Il primo pad nello stagno è un’analisi pubblicata su The Lancet nel 2000 notare l’inutilità di screening in termini di mortalità da cancro del seno.ORGANIZZATO DI SCREENING PER IL CANCRO DEL SENO : E SE ALCUNE DONNE SONO STATE TRATTATE INUTILMENTE ?

Altri studi a seguire, che si contraddicono a vicenda. Alcuni, come quelli del Centro Internazionale di Cancro (Iarc) concludono che l’efficacia dello screening nel 2001 e nel 2015 ; altri, come quelli della Cochrane collaboration (istituto di ricercatori indipendenti), per le quali gli ultimi dati pubblicati nel 2013, il British Medical Journal, si concentra su sette prove e 600 000 donne, da 39 a 74 anni di età, si nota che per il 2000 donne invitate a partecipare a una proiezione durante un periodo di 10 anni, una mortalità per cancro al seno può essere evitata, mentre 10 donne sane saranno trattati inutilmente ! I risultati precisano, inoltre, che ” il tasso di mortalità correlata al cancro al seno era paragonabile nei due gruppi, anche se i tumori rilevati nel gruppo di “mammografia” sono stati, in media, più piccoli, ” ricorda il rapporto del Inca.

Lo screening dovrebbe portare ad una diminuzione della mortalità

Secondo gli studi, la riduzione della mortalità del cancro al seno attraverso lo screening è stato stimato tra lo 0,05% e 48%. “In ogni caso, sembra che la mortalità osservata è meno diminuita rispetto al previsto negli anni 90, da qui il dubbio dimostrato da alcuni ricercatori e professionisti della salute,” riconosce l’Inca.

E quando la mortalità declino, ciò è legato allo screening, o il progresso del trattamento e della cura ?

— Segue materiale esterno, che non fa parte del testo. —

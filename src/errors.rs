use thiserror::Error;

#[derive(Debug, Error)]
pub enum TranspileError {
    #[error("Syntax error: {msg}")]
    Syntax { msg: String },

    #[error("Resolution error: {msg}")]
    Resolution { msg: String },

    /// The input tree, or an earlier pass, broke an invariant. Never recovered.
    #[error("Consistency error: {msg}")]
    Consistency { msg: String },

    #[error("Not supported yet: {msg}")]
    NotSupportedYet { msg: String },

    #[error("Unknown pass `{key}`")]
    UnknownPass { key: String },
}

impl TranspileError {
    pub fn syntax(msg: impl Into<String>) -> Self {
        Self::Syntax { msg: msg.into() }
    }

    pub fn resolution(msg: impl Into<String>) -> Self {
        Self::Resolution { msg: msg.into() }
    }

    pub fn consistency(msg: impl Into<String>) -> Self {
        Self::Consistency { msg: msg.into() }
    }

    pub fn not_supported(msg: impl Into<String>) -> Self {
        Self::NotSupportedYet { msg: msg.into() }
    }

    pub fn is_not_supported(&self) -> bool {
        matches!(self, Self::NotSupportedYet { .. })
    }
}

pub type Result<T> = std::result::Result<T, TranspileError>;

/// Bail out with a consistency error when `cond` does not hold.
#[macro_export]
macro_rules! ensure_consistent {
    ($cond:expr, $($arg:tt)+) => {
        if !$cond {
            return Err($crate::errors::TranspileError::consistency(format!($($arg)+)));
        }
    };
}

Nel 2011, una pubblicazione sul British Medical Journal dimostra che la mortalità per cancro al seno è sceso di circa il 20% in tutti questi paesi tra il 1989 e il 2006, un tasso di trovare tra le donne schermato e non schermato. Per l’autore, il Dottor Philippe Autier, epidemiologo e direttore di ricerca presso l’International Prevention Research Institute di Lione, non c’è davvero alcun dubbio : “lo scopo dello screening è quello di rilevare i tumori in una fase precoce, in modo da avere come risultato una riduzione dell’incidenza di cancro in fase avanzata e la morte. Questo è ciò che osserviamo con cancro del colon-retto e cancro della cervice uterina, la cui mortalità è diminuita nei paesi in cui lo screening è stato messo in atto. Se non vi è alcuna diminuzione, è che la proiezione non è efficace “.

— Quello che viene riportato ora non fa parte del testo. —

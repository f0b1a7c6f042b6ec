use super::*;
use crate::errors::TranspileError;
use crate::generator;

#[test]
fn test_parse_basic_contract() -> Result<()> {
    let source = r#"
        pragma solidity ^0.8.0;

        contract Counter {
            uint256 count;
            function increment() public {
                count = count + 1;
            }
        }
    "#;
    let ast = parser::parse(source)?;
    let counter = contract_named(&ast, "Counter")?;
    let contract = ast.contract(counter)?;
    assert_eq!(contract.members.len(), 2);
    assert_eq!(contract.linearized_base_contracts, vec![counter]);
    Ok(())
}

#[test]
fn test_parse_state_variables() -> Result<()> {
    let source = r#"
        contract Test {
            uint256 count;
            bool flag;
            address payable owner;
            bytes data;
            uint8[4] small;
        }
    "#;
    let ast = parser::parse(source)?;
    let test = contract_named(&ast, "Test")?;
    let types: Vec<String> = ast
        .contract(test)?
        .members
        .iter()
        .map(|&m| ast.variable(m).map(|v| v.ty.to_string()))
        .collect::<std::result::Result<_, _>>()?;
    assert_eq!(types, ["uint256", "bool", "address payable", "bytes storage", "uint8[4] storage"]);
    Ok(())
}

#[test]
fn test_parse_function_with_return() -> Result<()> {
    let source = r#"
        contract Test {
            uint256 value;
            function getValue() public view returns (uint256) {
                return value;
            }
        }
    "#;
    let ast = parser::parse(source)?;
    let test = contract_named(&ast, "Test")?;
    let func = ast.contract(test)?.members[1];
    assert_eq!(ast.name_of(func), Some("getValue"));
    assert_eq!(ast.function(func)?.mutability, Mutability::View);
    assert_eq!(ast.function(func)?.scope, Some(test));
    let returns = ast.return_parameters_of(func)?;
    assert_eq!(ast.variable(returns[0])?.ty, TypeNode::uint256());
    Ok(())
}

#[test]
fn test_operator_precedence() -> Result<()> {
    let source = r#"
        contract Test {
            function f(uint256 a, uint256 b) public pure returns (bool) {
                return a + b * 2 == a || b < 1;
            }
        }
    "#;
    let ast = parser::parse(source)?;
    let ret = reachable_with_tag(&ast, NodeTag::Return)[0];
    let NodeKind::Return(Return { expression: Some(expr) }) = ast.kind(ret) else {
        return Err(anyhow!("return without value"));
    };
    let NodeKind::BinaryOperation(or) = ast.kind(*expr) else {
        return Err(anyhow!("expected `||` at the top"));
    };
    assert_eq!(or.operator, "||");
    let NodeKind::BinaryOperation(eq) = ast.kind(or.left) else {
        return Err(anyhow!("expected `==` on the left"));
    };
    assert_eq!(eq.operator, "==");
    let NodeKind::BinaryOperation(sum) = ast.kind(eq.left) else {
        return Err(anyhow!("expected `+`"));
    };
    assert_eq!(sum.operator, "+");
    assert!(matches!(ast.kind(sum.right), NodeKind::BinaryOperation(mul) if mul.operator == "*"));
    assert_eq!(ast.kind(*expr).type_string(), Some("bool"));
    Ok(())
}

#[test]
fn test_keyword_prefixed_identifiers() -> Result<()> {
    let source = r#"
        contract Test {
            uint256 returnValue;
            function f() public {
                if (returnValue == 0) { returnValue = 1; } else returnValue = 2;
            }
        }
    "#;
    let ast = parser::parse(source)?;
    assert_eq!(reachable_with_tag(&ast, NodeTag::If).len(), 1);
    assert!(reachable_with_tag(&ast, NodeTag::Return).is_empty());
    Ok(())
}

#[test]
fn test_syntax_error() {
    let err = parser::parse("contract { }").unwrap_err();
    assert!(err.chain().any(|cause| cause.to_string().starts_with("Syntax error")));
}

#[test]
fn test_plain_modifiers_are_not_supported_yet() {
    let err = parser::parse("contract C { constructor() onlyOwner { } }").unwrap_err();
    let err = err.downcast_ref::<TranspileError>().unwrap();
    assert!(err.is_not_supported());
    assert!(err.to_string().contains("`onlyOwner`"));
}

#[test]
fn test_unknown_pass_key() -> Result<()> {
    let mut ast = parser::parse("contract A {}")?;
    let options = LowerOptions { until: Some("Xx".to_string()) };
    let err = transpiler::lower(&mut ast, &options).unwrap_err();
    assert_eq!(err.to_string(), "Unknown pass `Xx`");
    Ok(())
}

#[test]
fn test_generate_lowered_source() -> Result<()> {
    let source = r#"
        contract Base {
            uint256 value;
            constructor(uint256 a) { value = a; }
        }
        contract Derived is Base(10) {
            function first(bytes32 b) public pure returns (bytes1) {
                return b[0];
            }
        }
    "#;
    let ast = lowered(source, None)?;
    let output = generator::generate(&ast);

    assert!(output.contains(r#"import {byte256_at_index_uint256} from "support_lib.maths.bytes_access";"#));
    assert!(output.contains("contract Derived is Base(10) {"));
    assert!(output.contains("return byte256_at_index_uint256(b, 0);"));
    assert!(output.contains("uint256 __constructor_arg_1 = 10;"));
    assert!(output.contains("__constructor_2(__constructor_arg_1);"));
    assert!(output.contains("function __constructor_2(uint256 a) private {"));
    // stubs are imported, never printed as functions
    assert!(!output.contains("function byte256_at_index_uint256"));
    Ok(())
}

L’esempio di neuroblastoma, un tumore raro ma mortale che colpisce i bambini, è significativo : una proiezione di metaboliti nelle urine è stata stabilita in tre paesi. “C’è un sacco creduto, relazioni specialistiche, ma, con il senno di poi, gli studi hanno dimostrato che non vi era alcuna differenza nella mortalità tra i bambini identificati non identificato. E ‘ stato, pertanto, arrestato il programma di screening “.

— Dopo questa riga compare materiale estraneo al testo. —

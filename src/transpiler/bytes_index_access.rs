//! Lower `bN[i]` to a call into the bytes-access support library.
//!
//! Helper choice is a 2x2 dispatch on whether the index is a `uint256` and
//! whether the base is full width (`bytes32`). Helpers for narrower bases
//! take the width as a trailing `uint8` so they can bound their shift/mask.

use tracing::debug;

use crate::ast::mapper::AstMapper;
use crate::ast::nodes::*;
use crate::ast::templates::{create_call_to_function, create_number_literal};
use crate::ast::{Ast, NodeId, TypeNode};
use crate::errors::{Result, TranspileError};

pub const BYTES_ACCESS_LIBRARY: &str = "support_lib.maths.bytes_access";

const FULL_WIDTH: u8 = 32;

#[derive(Debug, Default)]
pub struct BytesIndexAccess;

impl AstMapper for BytesIndexAccess {
    fn pass_name(&self) -> &'static str {
        "BytesIndexAccess"
    }

    fn visit_index_access(&mut self, node: NodeId, ast: &mut Ast) -> Result<()> {
        let NodeKind::IndexAccess(access) = ast.kind(node) else {
            return Err(TranspileError::consistency(format!("{} is not an index access", node)));
        };
        let (base, index) = (access.base, access.index);
        let Some(index) = index else {
            return self.visit_expression(node, ast);
        };
        let base_type = ast.node_type(base)?.generalize().clone();
        let width = match base_type {
            TypeNode::FixedBytes(width) => width,
            _ => return self.visit_expression(node, ast),
        };

        let index_type = match ast.node_type(index)? {
            _ if ast.tag(index) == NodeTag::Literal => TypeNode::uint256(),
            TypeNode::IntLiteral(_) => TypeNode::uint256(),
            other => other,
        };
        let helper = select_helper(width, &index_type);

        let mut parameters = vec![("base".to_string(), base_type), ("index".to_string(), index_type)];
        let mut arguments = vec![base, index];
        if width != FULL_WIDTH {
            parameters.push(("width".to_string(), TypeNode::uint8()));
            arguments.push(create_number_literal(ast, &width.to_string(), "uint8"));
        }
        let stub = ast.register_import(
            node,
            BYTES_ACCESS_LIBRARY,
            helper,
            parameters,
            vec![("res".to_string(), TypeNode::uint8())],
        )?;

        let call = create_call_to_function(ast, stub, arguments)?;
        ast.replace_node(node, call)?;
        let result_type = ast.node_type(call)?.to_string();
        if let Some(slot) = ast.kind_mut(call).type_string_mut() {
            *slot = result_type;
        }
        debug!(node = %node, call = %call, helper, width, "lowered fixed-bytes index access");

        // base and index may hold further accesses
        self.common_visit(call, ast)
    }
}

/// Support function for indexing a `bytes<width>` value with `index_type`.
pub fn select_helper(width: u8, index_type: &TypeNode) -> &'static str {
    match (index_type.is_uint256(), width == FULL_WIDTH) {
        (true, true) => "byte256_at_index_uint256",
        (true, false) => "byte_at_index_uint256",
        (false, true) => "byte256_at_index",
        (false, false) => "byte_at_index",
    }
}

#[cfg(test)]
mod tests {
    use super::*;

    #[test]
    fn dispatch_table() {
        assert_eq!(select_helper(32, &TypeNode::uint256()), "byte256_at_index_uint256");
        assert_eq!(select_helper(4, &TypeNode::uint256()), "byte_at_index_uint256");
        assert_eq!(select_helper(32, &TypeNode::uint8()), "byte256_at_index");
        assert_eq!(select_helper(4, &TypeNode::uint8()), "byte_at_index");
        assert_eq!(select_helper(4, &TypeNode::int(256)), "byte_at_index");
    }
}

Organizzato di screening : il rischio di sovra-diagnosi e sovra-trattamento

Il rischio di un eccesso di diagnosi di cancro al seno sono più spesso citati.Image result for breast pain cancer screening

Si parla di over-diagnosi quando si considera una diagnosi di cancro al seno viene diagnosticato mentre il tumore non avrebbe mai perso la donna della sua vita. In realtà, oggi sappiamo che l’evoluzione del cancro al seno non è così lineare come si pensava all’inizio : in altre parole, ci sono delle piccole lesioni che si evolvono mai, o così lentamente che le donne moriranno di un’altra malattia. Diversi studi, infatti, mostrano che in situ tumori (piccole lesioni), non sono invasive anni più tardi, in assenza di trattamento. Il problema, sottolinea l’Inca, è che ” attualmente non hanno i mezzi per distinguere tra i tumori che si evolve in tumore infiltrante di coloro che rimarranno innocuo “.